M. Langevin a la voix forte ; on ne le dirait pas à voir sa petite bouche pincée qui a l’air d’envoyer des sifflements plutôt que des sons, mais c’est comme ça. Cette voix de l’honorable compagnon du Bain m’arriva éclatante, perçante, jusqu’à mon refuge. « Je veux représenter la cité de Québec, dit-il d’abord, sans faire aucune distinction de race ou de religion. » Voilà qui est grand, mais ce n’est pas conforme au programme catholique, la plus grande chose qui ait jamais été imaginée. Il y a des nuances dans le sublime.
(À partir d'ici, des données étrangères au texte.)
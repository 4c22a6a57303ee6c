//! End-to-end runtime scenarios: scripted buttons in, painted frames and
//! collaborator calls out. No hardware, no real commands.
//!
//! Run with: cargo test -p pendeck --test runtime_scenarios

#![allow(clippy::unwrap_used, clippy::expect_used, clippy::indexing_slicing, clippy::panic)]

use std::cell::{Cell, RefCell};
use std::rc::Rc;
use std::sync::atomic::{AtomicBool, Ordering};
use std::sync::{Arc, Mutex};
use std::time::Duration;

use embedded_graphics::pixelcolor::{Rgb888, RgbColor};
use platform::mocks::{ManualClock, RecordingPanel, ScriptedButtons};
use platform::{Button, ButtonSource, Clock, PanelDriver};
use tempfile::TempDir;
use ui::{ButtonBinding, Mode, ResultView, Screen, STATUS_DWELL_MS, TEXT_DWELL_MS};

use pendeck::config::ConfigStore;
use pendeck::display::NoPanel;
use pendeck::services::{
    CommandExecutor, Execution, InfoPanel, NetworkStatus, NetworkStatusProvider, PowerControl,
    SavedNetwork, ServiceError, Services, SystemInfoProvider, ToolRunner,
};
use pendeck::{DisplayMode, Runtime};

// ---------------------------------------------------------------------------
// Fakes
// ---------------------------------------------------------------------------

/// Records every call; `hang` makes each run hit its deadline.
#[derive(Default)]
struct FakeExecutor {
    commands: Mutex<Vec<String>>,
    timeouts: Mutex<Vec<Duration>>,
    hang: AtomicBool,
}

impl FakeExecutor {
    fn commands(&self) -> Vec<String> {
        self.commands.lock().unwrap().clone()
    }

    fn timeouts(&self) -> Vec<Duration> {
        self.timeouts.lock().unwrap().clone()
    }
}

impl CommandExecutor for FakeExecutor {
    fn execute(&self, command: &str, timeout: Duration) -> Result<Execution, ServiceError> {
        self.commands.lock().unwrap().push(command.to_string());
        self.timeouts.lock().unwrap().push(timeout);
        if self.hang.load(Ordering::Relaxed) {
            return Ok(Execution::deadline_exceeded(timeout));
        }
        Ok(Execution::from_streams("22/tcp open ssh\n", ""))
    }
}

/// Cloning shares the recorded state with the runtime's copy.
#[derive(Clone, Default)]
struct FakeNetwork {
    saved: Rc<RefCell<Vec<SavedNetwork>>>,
    added: Rc<RefCell<Vec<(String, String)>>>,
}

impl NetworkStatusProvider for FakeNetwork {
    fn status(&self) -> Result<NetworkStatus, ServiceError> {
        Ok(NetworkStatus {
            connected: true,
            ssid: Some("lab".into()),
            ip: Some("10.0.0.7".into()),
            signal: Some("-50 dBm".into()),
        })
    }

    fn saved_networks(&self) -> Result<Vec<SavedNetwork>, ServiceError> {
        Ok(self.saved.borrow().clone())
    }

    fn add_network(&self, ssid: &str, secret: &str) -> Result<(), ServiceError> {
        self.added.borrow_mut().push((ssid.into(), secret.into()));
        Ok(())
    }
}

struct FakeSystem;

impl SystemInfoProvider for FakeSystem {
    fn snapshot(&self, panel: InfoPanel) -> Result<Vec<(String, String)>, ServiceError> {
        match panel {
            InfoPanel::Disk => Err(ServiceError::Unavailable("df failed".into())),
            _ => Ok(vec![("CPU Cores".into(), "4".into())]),
        }
    }
}
//! RGB565 packing for the panel's 16-bit pixel format
//!
//! The controller is configured for 5-6-5 colour (`COLMOD = 0x05`). Each
//! pixel travels as two bytes, most significant byte first:
//!
//! ```text
//! hi = RRRRRGGG   (top 5 bits of red, top 3 bits of green)
//! lo = GGGBBBBB   (next 3 bits of green, top 5 bits of blue)
//! ```

// Shifts are by constants below the operand width.
#![allow(clippy::arithmetic_side_effects)]

/// Pack 8-bit RGB into the panel's 16-bit word.
pub const fn pack_rgb565(r: u8, g: u8, b: u8) -> u16 {
    let [hi, lo] = rgb565_bytes(r, g, b);
    u16::from_be_bytes([hi, lo])
}

/// Pack 8-bit RGB into the two bytes sent on the wire (MSB first).
pub const fn rgb565_bytes(r: u8, g: u8, b: u8) -> [u8; 2] {
    let hi = (r & 0xF8) | (g >> 5);
    let lo = ((g << 3) & 0xE0) | (b >> 3);
    [hi, lo]
}

/// Expand a packed word back to 8-bit RGB.
///
/// Lossy: the low 3 bits of red and blue and the low 2 bits of green are
/// zero in the result.
pub const fn unpack_rgb565(word: u16) -> (u8, u8, u8) {
    let [hi, lo] = word.to_be_bytes();
    let r = hi & 0xF8;
    let g = ((hi & 0x07) << 5) | ((lo & 0xE0) >> 3);
    let b = (lo & 0x1F) << 3;
    (r, g, b)
}

#[cfg(test)]
mod tests {
    use super::*;

    #[test]
    fn test_pack_pure_red() {
        assert_eq!(pack_rgb565(255, 0, 0), 0xF800);
    }

    #[test]
    fn test_pack_black_is_zero() {
        assert_eq!(pack_rgb565(0, 0, 0), 0);
    }

    #[test]
    fn test_pack_primaries() {
        assert_eq!(pack_rgb565(0, 255, 0), 0x07E0);
        assert_eq!(pack_rgb565(0, 0, 255), 0x001F);
        assert_eq!(pack_rgb565(255, 255, 255), 0xFFFF);
    }

    #[test]
    fn test_wire_order_is_msb_first() {
        assert_eq!(rgb565_bytes(255, 0, 0), [0xF8, 0x00]);
        assert_eq!(rgb565_bytes(0, 0, 255), [0x00, 0x1F]);
    }

    #[test]
    fn test_unpack_title_bar_blue() {
        // (0, 100, 200) is the title bar colour
        let (r, g, b) = unpack_rgb565(pack_rgb565(0, 100, 200));
        assert_eq!((r, g, b), (0, 100, 200));
    }
}
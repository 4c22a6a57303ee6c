//! Interrupt-fed button source
//!
//! Edge-interrupt callbacks run on threads the UI loop does not own. They
//! push raw presses through an [`EdgeSender`]; the loop drains them with the
//! same `poll()` contract as the GPIO-polled source, so the mode controller
//! cannot tell the two apart.
//!
//! The launcher polls the pins today. This source is the backing for an
//! edge-triggered setup (sysfs `edge` files or gpio-cdev line events),
//! where a watcher thread owns the lines and holds the [`EdgeSender`].

use std::sync::mpsc::{channel, Receiver, Sender};

use crate::debounce::Debouncer;
use crate::input::{Button, ButtonSource, Clock, Presses};

/// Cloneable handle for interrupt callbacks.
#[derive(Debug, Clone)]
pub struct EdgeSender(Sender<Button>);

impl EdgeSender {
    /// Report a falling edge on `button`. Dropped silently if the queue is gone.
    pub fn press(&self, button: Button) {
        let _ = self.0.send(button);
    }
}

/// Owner of the channel; split into a sender and a [`QueuedButtons`] source.
pub struct ButtonQueue {
    tx: Sender<Button>,
    rx: Receiver<Button>,
}

impl Default for ButtonQueue {
    fn default() -> Self {
        Self::new()
    }
}

impl ButtonQueue {
    /// Create an empty queue.
    pub fn new() -> Self {
        let (tx, rx) = channel();
        Self { tx, rx }
    }

    /// A handle for interrupt callbacks.
    pub fn sender(&self) -> EdgeSender {
        EdgeSender(self.tx.clone())
    }

    /// Turn the receiving side into a button source.
    pub fn into_source<C: Clock>(self, clock: C, debouncer: Debouncer) -> QueuedButtons<C> {
        QueuedButtons {
            rx: self.rx,
            clock,
            debouncer,
        }
    }
}

/// Button source draining interrupt callbacks.
pub struct QueuedButtons<C> {
    rx: Receiver<Button>,
    clock: C,
    debouncer: Debouncer,
}

impl<C: Clock> ButtonSource for QueuedButtons<C> {
    fn poll(&mut self) -> Presses {
        let now = self.clock.now_ms();
        let mut seen = [false; 8];
        for button in self.rx.try_iter() {
            if self.debouncer.accept(button, now) {
                if let Some(flag) = seen.get_mut(button.index()) {
                    *flag = true;
                }
            }
        }
        Button::ALL
            .into_iter()
            .zip(seen)
            .filter_map(|(b, hit)| hit.then_some(b))
            .collect()
    }
}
Après cet exorde qui révélait un puissant orateur populaire, l’honorable Hector a parlé du chemin de fer du Pacifique et a renouvelé la déclaration qu’aucune taxe nouvelle ne serait imposée au pays pour sa construction, parce que le gouvernement l’abandonnait aux compagnies particulières. Ici, les quarante voix crièrent « Hourrah pour H. Langevin », probablement parce qu’il venait de prendre un verre d’eau.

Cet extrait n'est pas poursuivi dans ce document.